By then, the wind had begun to make the galvanized tin sheets comprising the roof to pop with more force. Losing the roof was a real concern. While it might cause damage, replacing one of those tin roofs was a much simpler and inexpensive task than a modern roof, plus they provided a sound that cannot be matched in our modern society: the sound of rain pattering upon a tin roof. Nothing compares to that sound, not even the call for supper when you are hungry or the feel of the first sip of a coke special, handmade by your grandmother. While I’ve never considered it before, I can’t remember a mention of my maternal grandparents ever owning a house, either. Whether he owned the house or not, grandpa would build a storm shelter into the ground using nothing except hand tools. I remember when they moved to the “house on the hill,” watching him use an ax, shovel and saw to carve a place into the ground and build grandma another storm shelter. It was grueling work.

I know that there are a lot of pictures out in the world from the time when Grandma and Grandpa lived in that shotgun house in Rich. It would be a gift indeed if they were all loose in the world. Each contains a moment and a reminder. Perhaps one day everyone with legacy pictures will allow them to be shared. Perhaps. 

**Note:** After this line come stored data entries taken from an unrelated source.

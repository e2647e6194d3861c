// libs/appointment-cell/src/models.rs
use chrono::{NaiveDate, NaiveTime};
use serde::{de, Deserialize, Deserializer, Serialize, Serializer};
use std::fmt;
use std::str::FromStr;

use shared_models::serde_helpers::{calendar_date, opaque_id};

// ==============================================================================
// SLOT CATALOG
// ==============================================================================

/// One of the five fixed two-hour appointment windows in a clinic day.
///
/// Slot identity is the exact display string; existing appointment rows are
/// matched against it by string equality.
#[derive(Debug, Clone, Copy, PartialEq, Eq, Hash, PartialOrd, Ord)]
pub enum TimeSlot {
    EightToTen,
    TenToNoon,
    NoonToTwo,
    TwoToFour,
    FourToSix,
}

impl TimeSlot {
    /// The catalog, ordered by start time.
    pub const ALL: [TimeSlot; 5] = [
        TimeSlot::EightToTen,
        TimeSlot::TenToNoon,
        TimeSlot::NoonToTwo,
        TimeSlot::TwoToFour,
        TimeSlot::FourToSix,
    ];

    pub const fn as_str(&self) -> &'static str {
        match self {
            TimeSlot::EightToTen => "8:00am - 10:00am",
            TimeSlot::TenToNoon => "10:00am - 12:00pm",
            TimeSlot::NoonToTwo => "12:00pm - 2:00pm",
            TimeSlot::TwoToFour => "2:00pm - 4:00pm",
            TimeSlot::FourToSix => "4:00pm - 6:00pm",
        }
    }

    pub fn start_hour(&self) -> u32 {
        match self {
            TimeSlot::EightToTen => 8,
            TimeSlot::TenToNoon => 10,
            TimeSlot::NoonToTwo => 12,
            TimeSlot::TwoToFour => 14,
            TimeSlot::FourToSix => 16,
        }
    }

    pub fn start_time(&self) -> NaiveTime {
        NaiveTime::from_hms_opt(self.start_hour(), 0, 0).unwrap_or(NaiveTime::MIN)
    }

    /// Exact match against the catalog strings.
    pub fn parse(raw: &str) -> Option<TimeSlot> {
        TimeSlot::ALL.into_iter().find(|slot| slot.as_str() == raw)
    }
}

impl fmt::Display for TimeSlot {
    fn fmt(&self, f: &mut fmt::Formatter<'_>) -> fmt::Result {
        f.write_str(self.as_str())
    }
}

impl Serialize for TimeSlot {
    fn serialize<S: Serializer>(&self, serializer: S) -> Result<S::Ok, S::Error> {
        serializer.serialize_str(self.as_str())
    }
}

// ==============================================================================
// APPOINTMENT RECORDS
// ==============================================================================

#[derive(Debug, Clone, Copy, PartialEq, Eq, Hash, Serialize)]
pub enum AppointmentStatus {
    Pending,
    Confirmed,
    Cancelled,
}

impl AppointmentStatus {
    /// Pending and Confirmed appointments hold their slot.
    pub fn is_active(&self) -> bool {
        matches!(self, AppointmentStatus::Pending | AppointmentStatus::Confirmed)
    }
}

impl fmt::Display for AppointmentStatus {
    fn fmt(&self, f: &mut fmt::Formatter<'_>) -> fmt::Result {
        match self {
            AppointmentStatus::Pending => write!(f, "Pending"),
            AppointmentStatus::Confirmed => write!(f, "Confirmed"),
            AppointmentStatus::Cancelled => write!(f, "Cancelled"),
        }
    }
}

impl FromStr for AppointmentStatus {
    type Err = String;

    fn from_str(s: &str) -> Result<Self, Self::Err> {
        match s.trim().to_ascii_lowercase().as_str() {
            "pending" => Ok(AppointmentStatus::Pending),
            "confirmed" => Ok(AppointmentStatus::Confirmed),
            "cancelled" | "canceled" => Ok(AppointmentStatus::Cancelled),
            other => Err(format!("unknown appointment status '{}'", other)),
        }
    }
}

impl<'de> Deserialize<'de> for AppointmentStatus {
    fn deserialize<D: Deserializer<'de>>(deserializer: D) -> Result<Self, D::Error> {
        let raw = String::deserialize(deserializer)?;
        raw.parse().map_err(de::Error::custom)
    }
}

/// Appointment row owned by the clinic API. Read-only to the resolver.
#[derive(Debug, Clone, PartialEq, Serialize, Deserialize)]
#[serde(rename_all = "camelCase")]
pub struct ExistingAppointment {
    #[serde(deserialize_with = "opaque_id")]
    pub id: String,
    #[serde(deserialize_with = "opaque_id")]
    pub doctor_id: String,
    #[serde(deserialize_with = "opaque_id")]
    pub user_id: String,
    #[serde(deserialize_with = "calendar_date")]
    pub appointment_date: NaiveDate,
    pub time_slot: String,
    pub status: AppointmentStatus,
    #[serde(default)]
    pub total_amount: Option<f64>,
}

// ==============================================================================
// BOOKING REQUESTS
// ==============================================================================

/// A (date, slot) pair proposed for a single booking attempt.
#[derive(Debug, Clone, PartialEq, Eq, Serialize, Deserialize)]
pub struct AppointmentSlotRequest {
    pub date: NaiveDate,
    pub time_slot: String,
}

impl AppointmentSlotRequest {
    pub fn new(date: NaiveDate, time_slot: impl Into<String>) -> Self {
        Self {
            date,
            time_slot: time_slot.into(),
        }
    }
}

/// Output of successful validation, ready to submit upstream.
#[derive(Debug, Clone, PartialEq, Eq, Serialize)]
pub struct ValidatedSlot {
    pub doctor_id: String,
    pub date: NaiveDate,
    pub time_slot: TimeSlot,
}

#[derive(Debug, Clone, Serialize, Deserialize)]
pub struct BookAppointmentRequest {
    pub doctor_id: String,
    /// Defaults to the session user; admins may book for someone else.
    pub user_id: Option<String>,
    pub appointment_date: NaiveDate,
    pub time_slot: String,
    pub total_amount: Option<f64>,
}

#[derive(Debug, Clone, Serialize, Deserialize)]
pub struct RescheduleAppointmentRequest {
    /// Defaults to the appointment's current doctor.
    pub doctor_id: Option<String>,
    pub appointment_date: NaiveDate,
    pub time_slot: String,
    pub total_amount: Option<f64>,
}

#[derive(Debug, Clone, Serialize, Deserialize)]
pub struct ValidateBookingRequest {
    pub doctor_id: String,
    pub user_id: Option<String>,
    pub appointment_date: NaiveDate,
    pub time_slot: String,
    pub exclude_appointment_id: Option<String>,
}

#[derive(Debug, Deserialize)]
pub struct FreeSlotsQuery {
    pub date: NaiveDate,
}

#[derive(Debug, Clone, Serialize)]
pub struct FreeSlotsResponse {
    pub doctor_id: String,
    pub date: NaiveDate,
    pub available: bool,
    pub free_slots: Vec<TimeSlot>,
}

// ==============================================================================
// CLINIC API PAYLOADS
// ==============================================================================

#[derive(Debug, Clone, Serialize)]
#[serde(rename_all = "camelCase")]
pub struct CreateAppointmentPayload {
    pub doctor_id: String,
    pub user_id: String,
    pub appointment_date: String,
    pub time_slot: String,
    pub total_amount: f64,
}

#[derive(Debug, Clone, Serialize)]
#[serde(rename_all = "camelCase")]
pub struct UpdateAppointmentPayload {
    pub appointment_id: String,
    pub doctor_id: String,
    pub appointment_date: String,
    pub time_slot: String,
    pub user_id: String,
    pub total_amount: f64,
}

#[derive(Debug, Clone, Serialize)]
#[serde(rename_all = "camelCase")]
pub struct StatusUpdatePayload {
    pub status: AppointmentStatus,
}

pub fn format_api_date(date: NaiveDate) -> String {
    date.format("%Y-%m-%d").to_string()
}

// ==============================================================================
// ERROR TYPES
// ==============================================================================

/// Client-side booking refusals. Always recoverable by picking another date
/// or slot.
#[derive(Debug, Clone, Copy, PartialEq, Eq, thiserror::Error)]
pub enum BookingError {
    #[error("Selected date is in the past")]
    PastDate,

    #[error("Doctor is not available on the selected day")]
    DoctorUnavailableOnDate,

    #[error("Selected time slot is not offered")]
    UnknownSlot,

    #[error("Selected time slot is already booked")]
    SlotAlreadyTaken,

    #[error("Patient already has an active appointment")]
    PatientAlreadyHasActiveAppointment,
}

impl BookingError {
    pub fn code(&self) -> &'static str {
        match self {
            BookingError::PastDate => "past_date",
            BookingError::DoctorUnavailableOnDate => "doctor_unavailable_on_date",
            BookingError::UnknownSlot => "unknown_slot",
            BookingError::SlotAlreadyTaken => "slot_already_taken",
            BookingError::PatientAlreadyHasActiveAppointment => "patient_already_has_active_appointment",
        }
    }

    /// Refusals caused by another appointment rather than by the request itself.
    pub fn is_conflict(&self) -> bool {
        matches!(
            self,
            BookingError::SlotAlreadyTaken | BookingError::PatientAlreadyHasActiveAppointment
        )
    }
}

#[derive(Debug, Clone, thiserror::Error)]
pub enum AppointmentError {
    #[error(transparent)]
    Booking(#[from] BookingError),

    #[error("Appointment not found")]
    NotFound,

    #[error("Doctor not found")]
    DoctorNotFound,

    #[error("Unauthorized access to appointment")]
    Unauthorized,

    #[error("Booking rejected by clinic service: {0}")]
    RejectedByServer(String),

    #[error("Status change rejected by clinic service: {0}")]
    StatusChangeRejected(String),

    #[error("Appointment cannot be modified in current status: {0}")]
    InvalidStatusTransition(AppointmentStatus),

    #[error("External service error: {0}")]
    ExternalService(String),
}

P.S. I know that we have metal roofs in abundance now, but they aren’t comparable to the bygone tin roofs of days past. (But much safer!) A shotgun house with a tin roof had a different set of rules governing its comforting acoustic sound of rain upon it. Unlike modern houses, insulation was rare in such houses. The space between you and sky could instantly be made apparent if the roof were peeled back, as nothing but 2 X 4s, tin and plywood usually kept your head indoors.  Were it raining, there was no need to stick one’s head out of the confines of the house – the metal roof telegraphed perfectly the intensity of every weather change. As a bonus, an average man could learn how to fix a tin roof without too much danger or intelligence, something that is no longer true with our houses.

William “Willie” Arthur Cook and Nellie Leona Phillips sitting at the house.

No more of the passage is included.